To increase diagnostic accuracy of WE, refined operational criteria specify a minimum of two symptoms for diagnosis, a guideline recently endorsed by the European Federation of Neurological Societies (EFNS) [18,19]. Long-term outcomes of WE can include development of a syndrome of profound memory impairment – Korsakoff syndrome (KS) – that appears to be related to additional disruption to diencephalic and hippocampal circuitry. As KS shares similar pathological substrates and often follows an episode of WE, it is commonly referred to as the Wernicke-Korsakoff syndrome [1]. Increasing evidence suggests that the WKS encompasses a spectrum of pathological, neurological, and cognitive impairments resulting from thiamine deficiency [4].
The heterogeneity in presentation of the WKS, in combination with a lack of distinct pathological evidence for ARD, has led to the suggestion that cases of ARD are variants of the WKS [20]. Other evidence suggests that ARD and WKS are distinct disorders with overlapping clinical symptoms and associations such as peripheral neuropathology and ataxia [21]. The relationship of Wernicke-Korsakoff syndrome to alcohol-related dementia: pathophysiology In cases found to have WKS pathology at autopsy, the syndrome was correctly diagnosed in only around 20% of individuals prior to death [22]. Overlap with ARD has been noted, and it has been hypothesized that inactive (chronic) WE is likely to be the main underlying pathology GSK-3 in both KS and ARD [23,24].
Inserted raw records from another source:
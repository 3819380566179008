use bin_monitor::adapters::bin_source::BinSource;
use bin_monitor::app::config::AppConfig;
use bin_monitor::app::runtime::{SystemClock, build_source};
use bin_monitor::domain::bin_record::BinRecord;
use bin_monitor::domain::bin_summary::summarize;
use bin_monitor::domain::reconcile::deduplicate_bins_with_report;
use bin_monitor::domain::staleness::{CameraStatus, effective_last_seen};
use bin_monitor::domain::timestamp::{Clock, timestamp_to_iso8601};

fn main() {
    if let Err(error) = run() {
        eprintln!("bin status job failed: {error}");
        std::process::exit(1);
    }
}

fn run() -> Result<(), String> {
    let mut offline_only = false;

    for arg in std::env::args().skip(1) {
        match arg.as_str() {
            "--offline-only" => offline_only = true,
            "--help" | "-h" => {
                print_help();
                return Ok(());
            }
            other => return Err(format!("unknown argument: {other}")),
        }
    }

    let config = AppConfig::from_env().map_err(|error| error.to_string())?;
    let source = build_source(&config.source).map_err(|error| error.to_string())?;
    let now = SystemClock.now();

    println!(
        "[{}] fetching bins from {} source...",
        now.to_rfc3339(),
        config.source_label()
    );

    let fetched = source.fetch_bins().map_err(|error| error.to_string())?;
    let (bins, report) = deduplicate_bins_with_report(fetched);

    println!(
        "received {} records, {} canonical ({} without id, {} duplicate address, {} same id)",
        report.input,
        report.output,
        report.dropped_missing_id,
        report.dropped_duplicates + report.superseded,
        report.replaced
    );

    for bin in &bins {
        let status = CameraStatus::for_bin(bin, &now);
        if offline_only && status == CameraStatus::Online {
            continue;
        }
        print_bin(bin, status, &now);
    }

    let summary = summarize(&bins, &now);
    println!();
    println!("total bins:      {}", summary.total_bins);
    println!("offline cameras: {}", summary.offline_cameras);
    println!("full bins:       {}", summary.full_bins);
    match summary.average_fill_level {
        Some(level) => println!("average fill:    {level:.1}%"),
        None => println!("average fill:    n/a"),
    }

    Ok(())
}

fn print_bin(bin: &BinRecord, status: CameraStatus, now: &chrono::DateTime<chrono::FixedOffset>) {
    println!();
    println!(
        "{} ({})",
        bin.address.as_deref().unwrap_or("<no address>"),
        bin.id
    );
    println!("  camera: {}", status.label());

    match effective_last_seen(bin, now) {
        Some(seen) => println!("  last seen: {}", timestamp_to_iso8601(seen)),
        None => println!("  last seen: never"),
    }

    match bin.fill_level {
        Some(level) => println!("  fill level: {level:.0}%"),
        None => println!("  fill level: n/a"),
    }
}

fn print_help() {
    println!("bin_status_job");
    println!();
    println!("Fetches the bin list once and prints camera status per bin.");
    println!("Reads the same environment as the service (BINS_API_URL, BINS_FIXTURE_FILE, ...).");
    println!();
    println!("Usage:");
    println!("  cargo run --bin bin_status_job -- [--offline-only]");
}
use tracing_subscriber::{EnvFilter, fmt};

use crate::app::AppError;

const LOG_FILTER_ENV: &str = "BIN_MONITOR_LOG";
const DEFAULT_FILTER: &str = "info,actix_server=warn";

/// `BIN_MONITOR_LOG` takes precedence over `RUST_LOG`.
pub fn init(component: &'static str) -> Result<(), AppError> {
    let filter = EnvFilter::try_from_env(LOG_FILTER_ENV)
        .or_else(|_| EnvFilter::try_from_default_env())
        .unwrap_or_else(|_| EnvFilter::new(DEFAULT_FILTER));

    fmt()
        .with_env_filter(filter)
        .with_target(true)
        .try_init()
        .map_err(AppError::logging_init)?;

    tracing::debug!(component, "logging initialized");
    Ok(())
}
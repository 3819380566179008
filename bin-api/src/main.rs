fn main() {
    if let Err(err) = bin_monitor::app::run_api() {
        eprintln!("api startup failed: {err}");
        std::process::exit(1);
    }
}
Individuals with diagnosed KS and ARD show greater loss of neurons in the nucleus basalis than individuals selleck screening library with uncomplicated alcoholism, although this needs replication [25,26]. Graded deficits in regional brain volumes, in which ‘uncomplicated alcoholics’ demonstrate similar but less severe lesions than individuals with WKS (mammillary bodies, thalamus, cerebellar hemispheres, and vermis), also suggest that subclinical bouts of thiamine deficiency contribute to mild structural changes in alcohol-related disorders [17].